In January, Donald Trump uttered the most fitting words of his presidency. As protesters filled the streets of Iran, he told them, “Help is on the way.” How they heard him through the government blackout is unclear, but his message was that their sacrifice could be worth it – that the most powerful man in the world was backing them.
The protesters now have good reason to feel betrayed. Before the Islamic Republic began killing thousands of fellow pro-democracy protesters, Trump raised a finger in support. This month, immediately after starting strikes in the name of removing from power the regime that committed the atrocities, he told it protesters, “When we finish, take over your government.” But he quickly dispelled such a notion recommend that he would happily make a deal with the existing government group. In other words, Iran’s democracy was never important. Then, on Friday, he dismissed the possibility of protesters overthrowing the government. “I think that’s a huge hurdle to climb,” he told Fox News.
When Trump thought the protesters could win, he made extravagant promises. After it became clear that they would not be able to overthrow the mullahs quickly, he considered them as allies. His external interpretation casts doubt on their prospects – potentially disappointing the very people he claimed to be defending – and he has dismissal alternatives such as Reza Pahlavi, son of the deposed shah of Iran. By refusing to apologize for the unfortunate attacks on civilians, he has reinforced the government’s claim that the United States does not really care what happens to the people of Iran.
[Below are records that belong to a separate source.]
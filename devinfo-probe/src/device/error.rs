//! Status codes and probe error types.

use serde::{Deserialize, Serialize};
use thiserror::Error;

/// Status word returned by the sound input driver. Zero means success.
#[derive(Debug, Clone, Copy, PartialEq, Eq, Hash, Serialize, Deserialize)]
#[serde(transparent)]
pub struct StatusCode(pub i16);

impl StatusCode {
    pub const OK: StatusCode = StatusCode(0);
    pub const NOT_OPEN: StatusCode = StatusCode(-28);
    pub const PARAM: StatusCode = StatusCode(-50);
    pub const PERMISSION: StatusCode = StatusCode(-54);
    pub const BAD_DEVICE: StatusCode = StatusCode(-221);
    pub const DEVICE_BUSY: StatusCode = StatusCode(-227);
    pub const INVALID_SAMPLE_RATE: StatusCode = StatusCode(-229);
    pub const INVALID_SAMPLE_SIZE: StatusCode = StatusCode(-230);
    pub const UNKNOWN_INFO_TYPE: StatusCode = StatusCode(-231);

    pub fn is_ok(self) -> bool {
        self.0 == 0
    }

    /// Convert a raw status into a `Result`.
    pub fn ok(self) -> Result<(), StatusCode> {
        if self.is_ok() {
            Ok(())
        } else {
            Err(self)
        }
    }

    /// Symbolic name, if the code is one the probe knows.
    pub fn name(self) -> Option<&'static str> {
        Some(match self {
            StatusCode::OK => "noErr",
            StatusCode::NOT_OPEN => "notOpenErr",
            StatusCode::PARAM => "paramErr",
            StatusCode::PERMISSION => "permErr",
            StatusCode::BAD_DEVICE => "siBadSoundInDevice",
            StatusCode::DEVICE_BUSY => "siDeviceBusyErr",
            StatusCode::INVALID_SAMPLE_RATE => "siInvalidSampleRate",
            StatusCode::INVALID_SAMPLE_SIZE => "siInvalidSampleSize",
            StatusCode::UNKNOWN_INFO_TYPE => "siUnknownInfoType",
            _ => return None,
        })
    }
}

impl std::fmt::Display for StatusCode {
    fn fmt(&self, f: &mut std::fmt::Formatter<'_>) -> std::fmt::Result {
        match self.name() {
            Some(name) => write!(f, "{} ({})", self.0, name),
            None => write!(f, "{}", self.0),
        }
    }
}

/// Probe error types.
#[derive(Debug, Error)]
pub enum ProbeError {
    #[error("Could not open device {device:?}: {status}")]
    OpenFailed { device: String, status: StatusCode },

    #[error("Invalid configuration: {0}")]
    InvalidConfig(String),

    #[cfg(windows)]
    #[error("Windows API error: {0}")]
    WindowsError(#[source] windows::core::Error),
}

impl ProbeError {
    /// Driver status carried by the error, if any.
    pub fn status(&self) -> Option<StatusCode> {
        match self {
            ProbeError::OpenFailed { status, .. } => Some(*status),
            _ => None,
        }
    }
}

#[cfg(test)]
mod tests {
    use super::*;

    #[test]
    fn test_status_ok() {
        assert!(StatusCode::OK.ok().is_ok());
        assert_eq!(StatusCode::PARAM.ok(), Err(StatusCode::PARAM));
    }

    #[test]
    fn test_status_display() {
        assert_eq!(StatusCode::PARAM.to_string(), "-50 (paramErr)");
        assert_eq!(StatusCode(-1).to_string(), "-1");
    }

    #[test]
    fn test_error_status() {
        let err = ProbeError::OpenFailed {
            device: "USB Mic".to_string(),
            status: StatusCode::DEVICE_BUSY,
        };
        assert_eq!(err.status(), Some(StatusCode::DEVICE_BUSY));
        assert_eq!(
            err.to_string(),
            "Could not open device \"USB Mic\": -227 (siDeviceBusyErr)"
        );
        assert_eq!(ProbeError::InvalidConfig("x".into()).status(), None);
    }
}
The failure to nurture a democratic Iranian opposition is a legacy of the two sides of American foreign policy. Barack Obama distanced himself from the 2009 Green Revolution, when Iranians took to the streets to protest rigged elections. Resentful of the CIA’s role in the 1953 coup that ousted Mohammad Mosaddegh, he avoided encouraging the protesters or pledging support. (Truthfully, the opposition group did not really want American support, because the administration used the concept as an excuse to suppress the opposition.) When he began negotiating a nuclear deal with Iran, he seemed to believe that pressuring the administration against human rights abuses would only hinder diplomacy. He lost an opportunity to negotiate a bailout that might have protected Iran’s civil society or at least given activists some hope.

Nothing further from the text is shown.